Monday, December 17, 2018

The price of withdrawal - Meir Indor


by Meir Indor

Handing over territory is inappropriate and does not pay off from a security perspective. Any territory we cede will necessarily become a staging area for our enemies in their future efforts against us.

Opponents of Israel's withdrawal from Lebanon were right to warn the vacuum left by the Israel Defense Forces would be filled by Hezbollah. But even they could not foresee the vast amount of long-range missiles and short-range mortars that now fill the South Lebanon buffer zone. Lebanon's southern border became a staging area and a springboard for Hezbollah terrorists on their path to "conquer Tel Aviv" and the Upper Galilee on Iran's behalf. Nor could opponents of the withdrawal have possibly predicted the sophisticated tunnels aimed at moving Hezbollah's commando units into Israeli territory.

No, not even opponents of then-Prime Minister Ehud Barak and Justice Minister Yossi Beilin, the architects of the escape-withdrawal, could have guessed that Hezbollah would have plans to conquer parts of Israel. At most, they thought it would lead to a resumption of shelling on Kiryat Shmona and the Upper Galilee. That was the debate between the hawks and the doves, who expected international recognition of the Israeli Golan Heights in return for Israel's withdrawal from Lebanon.

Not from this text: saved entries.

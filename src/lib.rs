//! # Bookshelf
//!
//! A book catalog HTTP API with semantic vector search and fuzzy text search.
//!
//! Bookshelf stores book records alongside text embeddings of their
//! descriptions and exposes two retrieval modes — vector similarity over the
//! embeddings and typo-tolerant fuzzy matching over the raw text — plus a
//! short-lived login-token store with TTL expiry.
//!
//! ## Architecture
//!
//! ```text
//! ┌──────────┐   ┌───────────────┐   ┌──────────────┐
//! │   HTTP   │──▶│   Catalog /   │──▶│   SQLite     │
//! │  (axum)  │   │ Token stores  │   │ books+tokens │
//! └──────────┘   └──────┬────────┘   └──────────────┘
//!                       │
//!                       ▼
//!              ┌─────────────────┐
//!              │ Embedding       │
//!              │ OpenAI / Ollama │
//!              │ / fastembed     │
//!              └─────────────────┘
//! ```
//!
//! ## Quick Start
//!
//! ```bash
//! shelf init                                  # create database
//! shelf add "Dune" "Frank Herbert" 12.99 \
//!     "A desert planet and the spice that rules it"
//! shelf search "sand worms" --mode semantic
//! shelf search "dessert planet" --mode fuzzy
//! shelf serve                                 # start the HTTP API
//! ```
//!
//! ## Modules
//!
//! | Module | Purpose |
//! |--------|---------|
//! | [`config`] | TOML configuration parsing and startup validation |
//! | [`models`] | Core data types: `Book`, `LoginToken`, search hits |
//! | [`embedding`] | Embedding provider abstraction and vector utilities |
//! | [`fuzzy`] | Bounded edit-distance matching and scoring |
//! | [`catalog`] | Book store: insert, semantic search, fuzzy search |
//! | [`tokens`] | Login-token store with TTL purge and sweeper |
//! | [`add`] | CLI book creation |
//! | [`search`] | CLI search (semantic / fuzzy) |
//! | [`stats`] | CLI database statistics |
//! | [`server`] | HTTP API (axum) with CORS and uniform error schema |
//! | [`db`] | SQLite connection pool with WAL mode |
//! | [`migrate`] | Database schema migrations (idempotent) |

pub mod add;
pub mod catalog;
pub mod config;
pub mod db;
pub mod embedding;
pub mod fuzzy;
pub mod migrate;
pub mod models;
pub mod search;
pub mod server;
pub mod stats;
pub mod tokens;
use anyhow::Result;
use sqlx::SqlitePool;

/// Create the schema. Every statement is idempotent so `shelf init`
/// can be run repeatedly.
pub async fn run_migrations(pool: &SqlitePool) -> Result<()> {
    // Book records. The embedding column stores little-endian f32 bytes;
    // its decoded length must equal the configured vector index dims.
    sqlx::query(
        r#"
        CREATE TABLE IF NOT EXISTS books (
            id TEXT PRIMARY KEY,
            name TEXT NOT NULL,
            author TEXT NOT NULL,
            price REAL NOT NULL,
            copies_sold INTEGER,
            description TEXT NOT NULL,
            embedding BLOB NOT NULL,
            created_at INTEGER NOT NULL,
            updated_at INTEGER NOT NULL
        )
        "#,
    )
    .execute(pool)
    .await?;

    // Ephemeral login tokens, purged after the configured TTL.
    sqlx::query(
        r#"
        CREATE TABLE IF NOT EXISTS login_tokens (
            id TEXT PRIMARY KEY,
            token TEXT NOT NULL,
            user_id TEXT NOT NULL,
            created_at INTEGER NOT NULL
        )
        "#,
    )
    .execute(pool)
    .await?;

    sqlx::query("CREATE INDEX IF NOT EXISTS idx_books_updated_at ON books(updated_at DESC)")
        .execute(pool)
        .await?;

    // The TTL sweep scans by creation time.
    sqlx::query(
        "CREATE INDEX IF NOT EXISTS idx_login_tokens_created_at ON login_tokens(created_at)",
    )
    .execute(pool)
    .await?;

    sqlx::query("CREATE INDEX IF NOT EXISTS idx_login_tokens_token ON login_tokens(token)")
        .execute(pool)
        .await?;

    Ok(())
}
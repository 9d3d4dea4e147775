//! End-to-end CLI tests.
//!
//! These drive the compiled `shelf` binary against a temporary database.
//! Commands that need embeddings point the Ollama provider at a mock
//! endpoint hosted inside the test process.

use std::collections::hash_map::DefaultHasher;
use std::fs;
use std::hash::{Hash, Hasher};
use std::path::PathBuf;
use std::process::Command;
use tempfile::TempDir;

const DIMS: usize = 768;

fn shelf_binary() -> PathBuf {
    let mut path = std::env::current_exe().unwrap();
    path.pop(); // remove test binary name
    path.pop(); // remove deps/
    path.push("shelf");
    path
}

/// Token-hash embeddings, same vector for the same text every time.
fn mock_embedding(text: &str, dims: usize) -> Vec<f32> {
    let mut vec = vec![0.0f32; dims];
    for token in text.split_whitespace() {
        let mut hasher = DefaultHasher::new();
        token.to_lowercase().hash(&mut hasher);
        vec[(hasher.finish() % dims as u64) as usize] += 1.0;
    }
    vec
}

/// Host a mock Ollama embed endpoint on a background thread; returns its
/// base URL. The thread runs for the rest of the test process.
fn spawn_mock_embedder() -> String {
    let runtime = tokio::runtime::Runtime::new().unwrap();
    let listener = runtime
        .block_on(tokio::net::TcpListener::bind("127.0.0.1:0"))
        .unwrap();
    let addr = listener.local_addr().unwrap();

    std::thread::spawn(move || {
        runtime.block_on(async move {
            let app = axum::Router::new().route(
                "/api/embed",
                axum::routing::post(|axum::Json(body): axum::Json<serde_json::Value>| async move {
                    let inputs = body
                        .get("input")
                        .and_then(|i| i.as_array())
                        .cloned()
                        .unwrap_or_default();
                    let embeddings: Vec<Vec<f32>> = inputs
                        .iter()
                        .map(|t| mock_embedding(t.as_str().unwrap_or(""), DIMS))
                        .collect();
                    axum::Json(serde_json::json!({ "embeddings": embeddings }))
                }),
            );
            axum::serve(listener, app).await.unwrap();
        });
    });

    format!("http://{}", addr)
}

fn setup_test_env(embedding_section: &str) -> (TempDir, PathBuf) {
    let tmp = TempDir::new().unwrap();
    let root = tmp.path().to_path_buf();

    let config_dir = root.join("config");
    fs::create_dir_all(&config_dir).unwrap();
    fs::create_dir_all(root.join("data")).unwrap();

    let config_content = format!(
        r#"[db]
path = "{}/data/shelf.sqlite"

{}

[server]
bind = "127.0.0.1:7878"
"#,
        root.display(),
        embedding_section
    );
    let config_path = config_dir.join("shelf.toml");
    fs::write(&config_path, config_content).unwrap();

    (tmp, config_path)
}

fn ollama_section(url: &str) -> String {
    format!(
        r#"[embedding]
provider = "ollama"
model = "mock-embed"
dims = 768
url = "{}"
max_retries = 0
"#,
        url
    )
}

fn run_shelf(config: &PathBuf, args: &[&str]) -> std::process::Output {
    Command::new(shelf_binary())
        .arg("--config")
        .arg(config)
        .args(args)
        .output()
        .expect("failed to run shelf binary")
}

#[test]
fn test_init_creates_database() {
    let (tmp, config) = setup_test_env("");

    let output = run_shelf(&config, &["init"]);
    assert!(
        output.status.success(),
        "init failed: {}",
        String::from_utf8_lossy(&output.stderr)
    );
    assert!(String::from_utf8_lossy(&output.stdout).contains("initialized"));
    assert!(tmp.path().join("data/shelf.sqlite").exists());
}

#[test]
fn test_init_is_idempotent() {
    let (_tmp, config) = setup_test_env("");

    assert!(run_shelf(&config, &["init"]).status.success());
    assert!(run_shelf(&config, &["init"]).status.success());
}

#[test]
fn test_stats_on_empty_database() {
    let (_tmp, config) = setup_test_env("");

    assert!(run_shelf(&config, &["init"]).status.success());

    let output = run_shelf(&config, &["stats"]);
    assert!(output.status.success());
    let stdout = String::from_utf8_lossy(&output.stdout);
    assert!(stdout.contains("books: 0"));
    assert!(stdout.contains("768 dims"));
}

#[test]
fn test_add_fails_when_embeddings_disabled() {
    let (_tmp, config) = setup_test_env("");

    assert!(run_shelf(&config, &["init"]).status.success());

    let output = run_shelf(
        &config,
        &["add", "Dune", "Frank Herbert", "12.99", "A desert planet"],
    );
    assert!(!output.status.success());
    assert!(String::from_utf8_lossy(&output.stderr).contains("requires embeddings"));
}

#[test]
fn test_add_rejects_negative_price() {
    let url = spawn_mock_embedder();
    let (_tmp, config) = setup_test_env(&ollama_section(&url));

    assert!(run_shelf(&config, &["init"]).status.success());

    let output = run_shelf(
        &config,
        &["add", "Dune", "Frank Herbert", "--", "-1.0", "A desert planet"],
    );
    assert!(!output.status.success());
    assert!(String::from_utf8_lossy(&output.stderr).contains("price"));
}

#[test]
fn test_add_and_fuzzy_search() {
    let url = spawn_mock_embedder();
    let (_tmp, config) = setup_test_env(&ollama_section(&url));

    assert!(run_shelf(&config, &["init"]).status.success());

    let output = run_shelf(
        &config,
        &[
            "add",
            "Wizard School",
            "J. Author",
            "15.50",
            "a young wizard attends a school of magic",
            "--copies-sold",
            "5000",
        ],
    );
    assert!(
        output.status.success(),
        "add failed: {}",
        String::from_utf8_lossy(&output.stderr)
    );
    assert!(String::from_utf8_lossy(&output.stdout).contains("Wizard School"));

    // One edit away from "wizard"
    let output = run_shelf(&config, &["search", "wizzard", "--mode", "fuzzy"]);
    assert!(output.status.success());
    assert!(String::from_utf8_lossy(&output.stdout).contains("Wizard School"));
}

#[test]
fn test_add_and_semantic_search() {
    let url = spawn_mock_embedder();
    let (_tmp, config) = setup_test_env(&ollama_section(&url));

    assert!(run_shelf(&config, &["init"]).status.success());

    for (name, author, description) in [
        (
            "Space Opera",
            "A. Writer",
            "a starship crew explores distant galaxies and alien worlds",
        ),
        (
            "Cookbook",
            "B. Chef",
            "hearty soups and stews for cold winter evenings",
        ),
    ] {
        let output = run_shelf(&config, &["add", name, author, "9.99", description]);
        assert!(
            output.status.success(),
            "add failed: {}",
            String::from_utf8_lossy(&output.stderr)
        );
    }

    let output = run_shelf(
        &config,
        &["search", "starship crew explores alien worlds", "--mode", "semantic"],
    );
    assert!(
        output.status.success(),
        "search failed: {}",
        String::from_utf8_lossy(&output.stderr)
    );
    let stdout = String::from_utf8_lossy(&output.stdout);
    assert!(stdout.contains("starship"));
}

#[test]
fn test_search_empty_catalog() {
    let (_tmp, config) = setup_test_env("");

    assert!(run_shelf(&config, &["init"]).status.success());

    let output = run_shelf(&config, &["search", "anything", "--mode", "fuzzy"]);
    assert!(output.status.success());
    assert!(String::from_utf8_lossy(&output.stdout).contains("No results"));
}

#[test]
fn test_search_rejects_unknown_mode() {
    let (_tmp, config) = setup_test_env("");

    assert!(run_shelf(&config, &["init"]).status.success());

    let output = run_shelf(&config, &["search", "anything", "--mode", "regex"]);
    assert!(!output.status.success());
    assert!(String::from_utf8_lossy(&output.stderr).contains("mode"));
}

#[test]
fn test_rejects_invalid_config() {
    let (_tmp, config) = setup_test_env("[search.vector]\nmetric = \"dot\"");

    let output = run_shelf(&config, &["init"]);
    assert!(!output.status.success());
    assert!(String::from_utf8_lossy(&output.stderr).contains("metric"));
}
//! Core data models.
//!
//! These types represent the book and token records that flow through the
//! catalog and token stores, plus the projected search results.

/// Validated input for book creation, before an embedding is attached.
#[derive(Debug, Clone)]
pub struct NewBook {
    pub name: String,
    pub author: String,
    pub price: f64,
    pub copies_sold: Option<i64>,
    pub description: String,
}

/// A persisted book record.
#[derive(Debug, Clone)]
pub struct Book {
    pub id: String,
    pub name: String,
    pub author: String,
    pub price: f64,
    pub copies_sold: Option<i64>,
    pub description: String,
    pub embedding: Vec<f32>,
    pub created_at: i64,
    pub updated_at: i64,
}

/// A semantic search hit: description plus cosine similarity score.
#[derive(Debug, Clone)]
pub struct SemanticHit {
    pub id: String,
    pub description: String,
    pub score: f64,
}

/// A fuzzy search hit: the book record (embedding omitted) plus its
/// relevance score.
#[derive(Debug, Clone)]
pub struct FuzzyHit {
    pub id: String,
    pub name: String,
    pub author: String,
    pub price: f64,
    pub copies_sold: Option<i64>,
    pub description: String,
    pub score: f64,
    pub created_at: i64,
    pub updated_at: i64,
}

/// A persisted login token. Purged by the store after the TTL elapses.
#[derive(Debug, Clone)]
pub struct LoginToken {
    pub id: String,
    pub token: String,
    pub user_id: String,
    pub created_at: i64,
}
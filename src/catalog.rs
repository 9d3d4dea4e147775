//! Book catalog store.
//!
//! Persists book records with their description embeddings and answers the
//! two retrieval modes: semantic (cosine similarity over stored vectors) and
//! fuzzy (typo-tolerant term matching over descriptions).

use anyhow::{bail, Result};
use sqlx::{Row, SqlitePool};
use uuid::Uuid;

use crate::config::{FuzzyIndexSpec, VectorIndexSpec};
use crate::embedding::{blob_to_vec, cosine_similarity, vec_to_blob};
use crate::fuzzy;
use crate::models::{Book, FuzzyHit, NewBook, SemanticHit};

/// Persist a new book with its description embedding.
///
/// The embedding length is checked against the vector index descriptor
/// before anything is written.
pub async fn insert_book(
    pool: &SqlitePool,
    new_book: &NewBook,
    embedding: &[f32],
    index: &VectorIndexSpec,
) -> Result<Book> {
    if embedding.len() != index.dims {
        bail!(
            "Embedding length {} does not match vector index dims {}",
            embedding.len(),
            index.dims
        );
    }

    let now = chrono::Utc::now().timestamp();
    let id = Uuid::new_v4().to_string();
    let blob = vec_to_blob(embedding);

    sqlx::query(
        r#"
        INSERT INTO books (id, name, author, price, copies_sold, description, embedding, created_at, updated_at)
        VALUES (?, ?, ?, ?, ?, ?, ?, ?, ?)
        "#,
    )
    .bind(&id)
    .bind(&new_book.name)
    .bind(&new_book.author)
    .bind(new_book.price)
    .bind(new_book.copies_sold)
    .bind(&new_book.description)
    .bind(&blob)
    .bind(now)
    .bind(now)
    .execute(pool)
    .await?;

    Ok(Book {
        id,
        name: new_book.name.clone(),
        author: new_book.author.clone(),
        price: new_book.price,
        copies_sold: new_book.copies_sold,
        description: new_book.description.clone(),
        embedding: embedding.to_vec(),
        created_at: now,
        updated_at: now,
    })
}

/// Rank stored embeddings against a query vector by cosine similarity.
///
/// Samples up to `index.num_candidates` stored vectors, scores them, and
/// returns the top `index.limit` as `{id, description, score}` projections.
/// An empty catalog yields an empty list.
pub async fn semantic_search(
    pool: &SqlitePool,
    query_vec: &[f32],
    index: &VectorIndexSpec,
) -> Result<Vec<SemanticHit>> {
    let rows = sqlx::query(
        "SELECT id, description, embedding FROM books ORDER BY updated_at DESC LIMIT ?",
    )
    .bind(index.num_candidates)
    .fetch_all(pool)
    .await?;

    let mut hits: Vec<SemanticHit> = rows
        .iter()
        .map(|row| {
            let blob: Vec<u8> = row.get("embedding");
            let vec = blob_to_vec(&blob);
            let score = cosine_similarity(query_vec, &vec) as f64;
            SemanticHit {
                id: row.get("id"),
                description: row.get("description"),
                score,
            }
        })
        .collect();

    hits.sort_by(|a, b| {
        b.score
            .partial_cmp(&a.score)
            .unwrap_or(std::cmp::Ordering::Equal)
            .then_with(|| a.id.cmp(&b.id))
    });
    hits.truncate(index.limit as usize);

    Ok(hits)
}

/// Typo-tolerant text search over book descriptions.
///
/// Scores every description with term-level edit-distance matching
/// (see [`fuzzy::score_text`]), drops non-matches, and returns the top
/// `index.limit` records ordered by score descending (ties: most recently
/// updated first, then id).
pub async fn fuzzy_search(
    pool: &SqlitePool,
    query: &str,
    index: &FuzzyIndexSpec,
) -> Result<Vec<FuzzyHit>> {
    let rows = sqlx::query(
        "SELECT id, name, author, price, copies_sold, description, created_at, updated_at FROM books",
    )
    .fetch_all(pool)
    .await?;

    let mut hits: Vec<FuzzyHit> = rows
        .iter()
        .filter_map(|row| {
            let description: String = row.get("description");
            let score =
                fuzzy::score_text(query, &description, index.max_edits, index.prefix_length);
            if score <= 0.0 {
                return None;
            }
            Some(FuzzyHit {
                id: row.get("id"),
                name: row.get("name"),
                author: row.get("author"),
                price: row.get("price"),
                copies_sold: row.get("copies_sold"),
                description,
                score,
                created_at: row.get("created_at"),
                updated_at: row.get("updated_at"),
            })
        })
        .collect();

    hits.sort_by(|a, b| {
        b.score
            .partial_cmp(&a.score)
            .unwrap_or(std::cmp::Ordering::Equal)
            .then(b.updated_at.cmp(&a.updated_at))
            .then_with(|| a.id.cmp(&b.id))
    });
    hits.truncate(index.limit as usize);

    Ok(hits)
}

/// Number of books in the catalog.
pub async fn count_books(pool: &SqlitePool) -> Result<i64> {
    let count: i64 = sqlx::query_scalar("SELECT COUNT(*) FROM books")
        .fetch_one(pool)
        .await?;
    Ok(count)
}

#[cfg(test)]
mod tests {
    use super::*;
    use crate::migrate;
    use sqlx::sqlite::SqlitePoolOptions;

    async fn test_pool() -> SqlitePool {
        let pool = SqlitePoolOptions::new()
            .max_connections(1)
            .connect("sqlite::memory:")
            .await
            .unwrap();
        migrate::run_migrations(&pool).await.unwrap();
        pool
    }

    fn small_index(dims: usize) -> VectorIndexSpec {
        VectorIndexSpec {
            dims,
            ..VectorIndexSpec::default()
        }
    }

    fn book(name: &str, description: &str) -> NewBook {
        NewBook {
            name: name.to_string(),
            author: "Test Author".to_string(),
            price: 9.99,
            copies_sold: Some(100),
            description: description.to_string(),
        }
    }

    #[tokio::test]
    async fn test_insert_and_count() {
        let pool = test_pool().await;
        let index = small_index(3);

        let saved = insert_book(&pool, &book("A", "a tale of dragons"), &[1.0, 0.0, 0.0], &index)
            .await
            .unwrap();
        assert_eq!(saved.embedding.len(), 3);
        assert_eq!(saved.created_at, saved.updated_at);
        assert_eq!(count_books(&pool).await.unwrap(), 1);
    }

    #[tokio::test]
    async fn test_insert_rejects_wrong_dims() {
        let pool = test_pool().await;
        let index = small_index(3);

        let err = insert_book(&pool, &book("A", "text"), &[1.0, 0.0], &index)
            .await
            .unwrap_err();
        assert!(err.to_string().contains("does not match"));
        assert_eq!(count_books(&pool).await.unwrap(), 0);
    }

    #[tokio::test]
    async fn test_semantic_search_ranks_by_similarity() {
        let pool = test_pool().await;
        let index = small_index(3);

        insert_book(&pool, &book("X", "about space"), &[1.0, 0.0, 0.0], &index)
            .await
            .unwrap();
        insert_book(&pool, &book("Y", "about cooking"), &[0.0, 1.0, 0.0], &index)
            .await
            .unwrap();
        insert_book(&pool, &book("Z", "about gardens"), &[0.0, 0.0, 1.0], &index)
            .await
            .unwrap();

        let hits = semantic_search(&pool, &[0.9, 0.1, 0.0], &index).await.unwrap();
        assert_eq!(hits.len(), 3);
        assert_eq!(hits[0].description, "about space");
        assert!(hits[0].score > hits[1].score);
    }

    #[tokio::test]
    async fn test_semantic_search_empty_catalog() {
        let pool = test_pool().await;
        let hits = semantic_search(&pool, &[1.0, 0.0, 0.0], &small_index(3))
            .await
            .unwrap();
        assert!(hits.is_empty());
    }

    #[tokio::test]
    async fn test_semantic_search_respects_limit() {
        let pool = test_pool().await;
        let mut index = small_index(2);
        index.limit = 2;

        for i in 0..5 {
            insert_book(&pool, &book(&format!("B{}", i), "desc"), &[1.0, i as f32], &index)
                .await
                .unwrap();
        }

        let hits = semantic_search(&pool, &[1.0, 0.0], &index).await.unwrap();
        assert_eq!(hits.len(), 2);
    }

    #[tokio::test]
    async fn test_fuzzy_search_tolerates_typos() {
        let pool = test_pool().await;
        let vindex = small_index(2);

        insert_book(
            &pool,
            &book("Wizard Book", "a young wizard attends a school of magic"),
            &[1.0, 0.0],
            &vindex,
        )
        .await
        .unwrap();
        insert_book(
            &pool,
            &book("Cook Book", "recipes for hearty winter stews"),
            &[0.0, 1.0],
            &vindex,
        )
        .await
        .unwrap();

        let hits = fuzzy_search(&pool, "wizzard", &FuzzyIndexSpec::default())
            .await
            .unwrap();
        assert_eq!(hits.len(), 1);
        assert_eq!(hits[0].name, "Wizard Book");
        assert!(hits[0].score > 0.0);
    }

    #[tokio::test]
    async fn test_fuzzy_search_no_match() {
        let pool = test_pool().await;
        let vindex = small_index(2);

        insert_book(&pool, &book("A", "a tale of dragons"), &[1.0, 0.0], &vindex)
            .await
            .unwrap();

        let hits = fuzzy_search(&pool, "xylophone", &FuzzyIndexSpec::default())
            .await
            .unwrap();
        assert!(hits.is_empty());
    }

    #[tokio::test]
    async fn test_fuzzy_search_respects_limit() {
        let pool = test_pool().await;
        let vindex = small_index(2);
        let findex = FuzzyIndexSpec {
            limit: 3,
            ..FuzzyIndexSpec::default()
        };

        for i in 0..6 {
            insert_book(
                &pool,
                &book(&format!("B{}", i), "the dragon kingdom chronicles"),
                &[1.0, 0.0],
                &vindex,
            )
            .await
            .unwrap();
        }

        let hits = fuzzy_search(&pool, "dragon", &findex).await.unwrap();
        assert_eq!(hits.len(), 3);
    }
}
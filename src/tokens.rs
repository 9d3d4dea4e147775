//! Login-token store.
//!
//! Tokens are ephemeral: the store purges rows older than the configured TTL
//! (default one hour). Expiry is enforced at the store boundary — lazily on
//! lookup and periodically by [`run_sweeper`] while the server runs — so
//! request handlers never reason about it.

use anyhow::{bail, Result};
use sqlx::{Row, SqlitePool};
use std::time::Duration;
use uuid::Uuid;

use crate::models::LoginToken;

/// Persist a login token.
pub async fn create_token(pool: &SqlitePool, token: &str, user_id: &str) -> Result<LoginToken> {
    if token.trim().is_empty() {
        bail!("token must not be empty");
    }
    if user_id.trim().is_empty() {
        bail!("userId must not be empty");
    }

    let record = LoginToken {
        id: Uuid::new_v4().to_string(),
        token: token.to_string(),
        user_id: user_id.to_string(),
        created_at: chrono::Utc::now().timestamp(),
    };

    sqlx::query("INSERT INTO login_tokens (id, token, user_id, created_at) VALUES (?, ?, ?, ?)")
        .bind(&record.id)
        .bind(&record.token)
        .bind(&record.user_id)
        .bind(record.created_at)
        .execute(pool)
        .await?;

    Ok(record)
}

/// Look up a token, purging expired rows first so an expired token is never
/// returned.
pub async fn find_token(
    pool: &SqlitePool,
    token: &str,
    ttl: Duration,
) -> Result<Option<LoginToken>> {
    purge_expired(pool, ttl).await?;

    let row = sqlx::query(
        "SELECT id, token, user_id, created_at FROM login_tokens WHERE token = ? LIMIT 1",
    )
    .bind(token)
    .fetch_optional(pool)
    .await?;

    Ok(row.map(|r| LoginToken {
        id: r.get("id"),
        token: r.get("token"),
        user_id: r.get("user_id"),
        created_at: r.get("created_at"),
    }))
}

/// Delete tokens older than the TTL. Returns the number purged.
pub async fn purge_expired(pool: &SqlitePool, ttl: Duration) -> Result<u64> {
    let cutoff = chrono::Utc::now().timestamp() - ttl.as_secs() as i64;

    let result = sqlx::query("DELETE FROM login_tokens WHERE created_at < ?")
        .bind(cutoff)
        .execute(pool)
        .await?;

    Ok(result.rows_affected())
}

/// Number of live (non-expired) tokens.
pub async fn count_live(pool: &SqlitePool, ttl: Duration) -> Result<i64> {
    let cutoff = chrono::Utc::now().timestamp() - ttl.as_secs() as i64;
    let count: i64 = sqlx::query_scalar("SELECT COUNT(*) FROM login_tokens WHERE created_at >= ?")
        .bind(cutoff)
        .fetch_one(pool)
        .await?;
    Ok(count)
}

/// Periodic purge loop, spawned alongside the HTTP server.
pub async fn run_sweeper(pool: SqlitePool, ttl: Duration, interval: Duration) {
    let mut ticker = tokio::time::interval(interval);
    // First tick fires immediately
    ticker.tick().await;

    loop {
        ticker.tick().await;
        match purge_expired(&pool, ttl).await {
            Ok(0) => {}
            Ok(purged) => tracing::debug!(purged, "purged expired login tokens"),
            Err(e) => tracing::warn!(error = %e, "token sweep failed"),
        }
    }
}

Brig. Gen. (res.) Effi Eitam fought Hezbollah from 1997 to 1999, when he commanded the IDF's 91st Division, which was responsible for Israeli army forces in southern Lebanon. He was a vocal opponent of the withdrawal from the buffer zone just one year after he ended his role as commander.

Reflecting on his time in Lebanon, Eitam would say, "When I left the 91st Division, I was actually the last commander to see the IDF fight Hezbollah, the flight followed. For a long time, we succeeded, through intensive activity by special and regular units and the use of special means out in the field, to prevent Hezbollah from achieving its goals. The daily contact, the fact that we had a constant presence in the field, that there were forces who sometimes spent 90 hours in the bushes, the fact that we were always in contact with them, kept them from doing what they would do later on; establish themselves in the field and build this terror monster. They only did that after we vacated the area."

The decision to withdraw from Lebanon in May 1999 was not made for security or political reasons, but as a result of a propaganda campaign by the now-defunct Four Mothers anti-war movement and its supporters in the media, who caused others to loathe our presence in southern Lebanon through the tendentiousness use of the numbers of IDF casualties. True, fewer Israeli soldiers died following the withdrawal: Between 1993 and 1997, an average of two soldiers were killed per month as compared to one per month in 1999. But we paid for this decrease with compound interest in the 2006 Second Lebanon War when 165 people, among them 44 civilians and 121 soldiers, lost their lives. Furthermore, all of the north, including Haifa, was subject to shelling.

We are now at the outset of another stage. Has the lesson been learned? Do we finally understand that we need permanent buffer zones on our volatile borders? Handing over parts of the country is not only inappropriate in principle but does not pay off from a security standpoint. Any territory we cede will become a staging area for our enemies to use against us.

Today, there can be no doubt: By running from Lebanon, we brought the Second Lebanon War upon ourselves and created an ongoing strategic threat, sponsored by Iran. Instead of protecting ourselves with concrete walls both above and below ground, we must return to a policy that sees us retake control of the buffer zone in the north, in order to rid the territory of the tens of thousands of launching pads threatening Israel's north and center.



Lt. Col. (ret.) Meir Indor is the head of the Almagor Terror Victims Association.